Sustainable clothing is finally trending
One thing is clear – conscious buying has become a thing with more and more people choosing sustainable clothing over fast fashion items. The question is if it’s only a passing trend or the revolution of the fashion industry.
Current global events evidently show that our habits aren’t healthy for us nor the planet. As a result, people begin to wake up and re-think every aspect of their life and find ways of how to fulfil the needs without negatively affecting their health or the environment. Our diet, commute and daily habits are being called into question. Fashion is one of the main things that we’re so used to have barely ever thought of how the cheap, cute skirt has ended up in our wardrobe, barely worn.
For example, did you know that…
- In the United Kingdom, an estimated 350,000 tonnes (385,808 tons US), or about £140 million (USD 186 million) worth of used clothing, is thrown in the trash annually?

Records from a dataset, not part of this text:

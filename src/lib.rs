//! Browser-driven research against an answer-engine chat page, exposed as
//! tools over stdio JSON-RPC and HTTP, plus a client for the batch parsing API.

pub mod api;
pub mod chrome;
pub mod config;
pub mod dom;
pub mod error;
pub mod extractor;
pub mod mcp;
pub mod navigator;
pub mod page;
pub mod parse_client;
pub mod poller;
pub mod research;
pub mod selectors;
pub mod session;
pub mod stealth;
pub mod submitter;
pub mod tools;

#[cfg(test)]
pub mod testing;

pub use error::AgentError;
pub use research::{QueryMode, QueryRequest, ResearchOutput, Researcher};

If you’re still struggling to make the decision between a slightly more expensive but better quality sustainable clothing item and a cheap, one-time peace of clothing that likely will never be worn again – here are 3 things to think about before you buy anything…
- Where did it come from?
Think about it – if you buy a dress for barely a fiver, what are the costs of making it? It is widely known that global brands use cheap workforce located in remote Asian regions. From one side, the constant demand provides much-needed workplaces in the poverty affected areas such as India or Bangladesh. Most would say that some work is better than none. But if the cute dress costs £5, have you thought about how much gets the person who made it? And have you thought about warehousing and factory costs, prices for the shipments across the world and the cost of the materials and eventually the profit that the global brands ads to the actual cost of the product? Yes – the workforce is last in line in getting their fair share. So, when buying a more expensive dress, remember that there is a family depending on it.
2. What is it made of?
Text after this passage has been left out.